How to Enhance CDR to Reduce Cellular Stress: A Summary

My 13th book, Best Future You, is out!

Over the next several weeks, I’ll be posting excerpts from the book and blogging frequently about the main concept in the book – which is the idea of harnessing your body’s internal cellular biochemistry to achieve true balance in body, mind, and spirit – and in doing so, help you to become your “Best Future You” in terms of how you look, how you feel, and how you perform on every level.

Chapter 4 – Don’t Take Antioxidants— Make Antioxidants

How to Enhance CDR to Reduce Cellular Stress: A Summary

When it comes to optimally protecting your body—and actively improving how we feel/look/perform—we can all take a range of proactive steps to induce our body’s own protective mechanisms:

1. Stop Taking High-Dose Synthetic Antioxidant Supplements: The research shows that taking high doses of isolated, synthetic antioxidants (like vitamins A, C, E, beta-carotene, etc.) actually causes harm to the body.

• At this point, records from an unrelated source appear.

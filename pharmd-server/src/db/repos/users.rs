//! User repository

use sqlx::{PgPool, Row};
use uuid::Uuid;

use super::DbError;

/// User record from database
#[derive(Debug, Clone, sqlx::FromRow)]
pub struct User {
    pub user_id: String,
    pub email: String,
    pub name: String,
}

/// User repository
pub struct UserRepo<'a> {
    pool: &'a PgPool,
}

impl<'a> UserRepo<'a> {
    pub fn new(pool: &'a PgPool) -> Self {
        Self { pool }
    }

    /// Create a user. Duplicate emails surface as `Conflict`.
    pub async fn create(&self, email: &str, name: &str) -> Result<User, DbError> {
        let user_id = Uuid::new_v4().to_string();

        let row = sqlx::query(
            r#"
            INSERT INTO users (user_id, email, name)
            VALUES ($1, $2, $3)
            RETURNING user_id, email, name
            "#,
        )
        .bind(&user_id)
        .bind(email)
        .bind(name)
        .fetch_one(self.pool)
        .await
        .map_err(|e| DbError::on_insert(e, "a user with that email already exists"))?;

        Ok(User {
            user_id: row.get("user_id"),
            email: row.get("email"),
            name: row.get("name"),
        })
    }

    /// Get a user by id.
    pub async fn get(&self, user_id: &str) -> Result<User, DbError> {
        let row = sqlx::query("SELECT user_id, email, name FROM users WHERE user_id = $1")
            .bind(user_id)
            .fetch_optional(self.pool)
            .await?
            .ok_or_else(|| DbError::NotFound {
                resource: "user",
                id: user_id.to_owned(),
            })?;

        Ok(User {
            user_id: row.get("user_id"),
            email: row.get("email"),
            name: row.get("name"),
        })
    }
}

#[cfg(test)]
mod tests {
    use super::*;

    // Integration tests - run with DATABASE_URL set
    // cargo test -p pharmd-server -- --ignored

    #[tokio::test]
    #[ignore = "requires database"]
    async fn duplicate_email_is_conflict() {
        let url = std::env::var("DATABASE_URL").expect("DATABASE_URL required");
        let pool = crate::db::create_pool(&url).await.expect("pool");
        crate::db::migrations::run(&pool).await.expect("migrations");

        let repo = UserRepo::new(&pool);
        let email = format!("{}@test.invalid", Uuid::new_v4());
        repo.create(&email, "First").await.expect("first insert");

        let err = repo.create(&email, "Second").await.expect_err("duplicate");
        assert!(matches!(err, DbError::Conflict { .. }));
    }
}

2. Get Active: It’s clear that exercise “turns on” the CDR pathway and its family of internal antioxidant, anti-inflammatory, cellular repair, and detoxification systems.

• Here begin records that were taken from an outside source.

//! Environment-driven configuration for pharmd.
//!
//! All knobs come from the process environment (optionally seeded from
//! a `.env` file in the current directory):
//!
//!   DATABASE_URL        application database connection string
//!   PHARMD_ADMIN_URL    maintenance connection for `db ensure`
//!                       (defaults to DATABASE_URL)
//!   PHARMD_DB_NAME      database to ensure exists (default: app)
//!   PHARMD_DB_OWNER     owner role for that database (default: app)
//!   PHARMD_BIND         HTTP bind address (default: 127.0.0.1:8000)

use std::env;
use std::net::SocketAddr;

use crate::error::{PharmError, Result};

/// Default database name created by the bootstrap step.
pub const DEFAULT_DB_NAME: &str = "app";

/// Default owner role for the bootstrapped database.
pub const DEFAULT_DB_OWNER: &str = "app";

/// Default HTTP bind address.
pub const DEFAULT_BIND: &str = "127.0.0.1:8000";

/// Load environment variables from a `.env` file in the current
/// directory, if one exists.
///
/// dotenvy never overwrites variables already set in the environment,
/// so real environment always wins over file contents.
pub fn load_dotenv() {
    match dotenvy::dotenv() {
        Ok(path) => tracing::debug!("Loaded .env from {}", path.display()),
        Err(e) if e.not_found() => {
            tracing::debug!("No .env file found, using environment variables only");
        }
        Err(e) => tracing::warn!("Failed to load .env: {}", e),
    }
}

/// Configuration for the pharmd HTTP server.
#[derive(Debug, Clone)]
pub struct AppConfig {
    /// Application database connection string
    pub database_url: String,

    /// HTTP bind address
    pub bind_addr: SocketAddr,
}

impl AppConfig {
    /// Build server configuration from the process environment.
    ///
    /// # Errors
    ///
    /// Fails if `DATABASE_URL` is unset or `PHARMD_BIND` does not
    /// parse as a socket address.
    pub fn from_env() -> Result<Self> {
        let database_url =
            env::var("DATABASE_URL").map_err(|_| PharmError::missing_env("DATABASE_URL"))?;

        let bind = env::var("PHARMD_BIND").unwrap_or_else(|_| DEFAULT_BIND.to_string());
        let bind_addr: SocketAddr = bind.parse().map_err(|_| {
            PharmError::invalid_value("PHARMD_BIND", bind.clone(), "expected host:port")
        })?;

        Ok(Self {
            database_url,
            bind_addr,
        })
    }
}

impl Default for AppConfig {
    fn default() -> Self {
        Self {
            database_url: "postgres://localhost/app".to_string(),
            bind_addr: DEFAULT_BIND.parse().expect("default bind address is valid"),
        }
    }
}

/// Database descriptor for the bootstrap: which database to ensure,
/// which role owns it, and how to reach the catalog. Constructed at
/// process start, consulted once, then discarded.
#[derive(Debug, Clone)]
pub struct BootstrapConfig {
    /// Maintenance connection string. Must point at a database that
    /// already exists (typically `postgres`); `None` when neither
    /// `PHARMD_ADMIN_URL` nor `DATABASE_URL` is set.
    pub admin_url: Option<String>,

    /// Name of the database the bootstrap ensures exists
    pub db_name: String,

    /// Owner role for the bootstrapped database. The role itself is
    /// expected to exist already; the bootstrap never creates it.
    pub db_owner: String,
}

impl BootstrapConfig {
    /// Build the descriptor from the process environment.
    ///
    /// Unlike [`AppConfig::from_env`] this never fails: the name and
    /// owner default to `app`, and a missing maintenance URL is left
    /// for the caller to reject once flag overrides have been applied.
    pub fn from_env() -> Self {
        Self {
            admin_url: env::var("PHARMD_ADMIN_URL")
                .or_else(|_| env::var("DATABASE_URL"))
                .ok(),
            db_name: env::var("PHARMD_DB_NAME").unwrap_or_else(|_| DEFAULT_DB_NAME.to_string()),
            db_owner: env::var("PHARMD_DB_OWNER")
                .unwrap_or_else(|_| DEFAULT_DB_OWNER.to_string()),
        }
    }
}

impl Default for BootstrapConfig {
    fn default() -> Self {
        Self {
            admin_url: None,
            db_name: DEFAULT_DB_NAME.to_string(),
            db_owner: DEFAULT_DB_OWNER.to_string(),
        }
    }
}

3. Practice Intermittent Fasting (IF): At least once per month consume nothing except water for 24 hours. Research shows that this type of intermittent fasting can turn on CDR pathways and increase the production of cellular survival genes.

4. Eat the Right Foods: Many foods have a general induction effect
on CDR, meaning they help spur the production and activity of cellular protection and repair. These foods include blueberries, tea, coffee, red wine, apples, onions, broccoli, Brussels sprouts, cabbage, wasabi, and many others.

5. Boost CDR with Properly Balanced Herbals: As mentioned, there are several proven and powerful botanical ingredients that act specifically to induce and activate CDR for the production of antioxidant enzymes and protective proteins in the body. These herbals include pine bark, green tea, turmeric, quercetin, CoQ10, cannabidiol, and many others. The antioxidant enzymes and other protective agents activated by the CDR pathways provide far-greater safeguarding properties than “standard” antioxidants, which means you’ll enjoy a significantly wider spectrum of health benefits.

Final Thoughts

When you consider the studies outlined above (as well as the hundreds of similar studies being conducted, published, and presented every month), a very clear picture emerges whereby:

1. Free radical imbalances and related sources of environmental and other stressors lead to cellular stress and cellular damage within cells throughout the body and in every tissue measured.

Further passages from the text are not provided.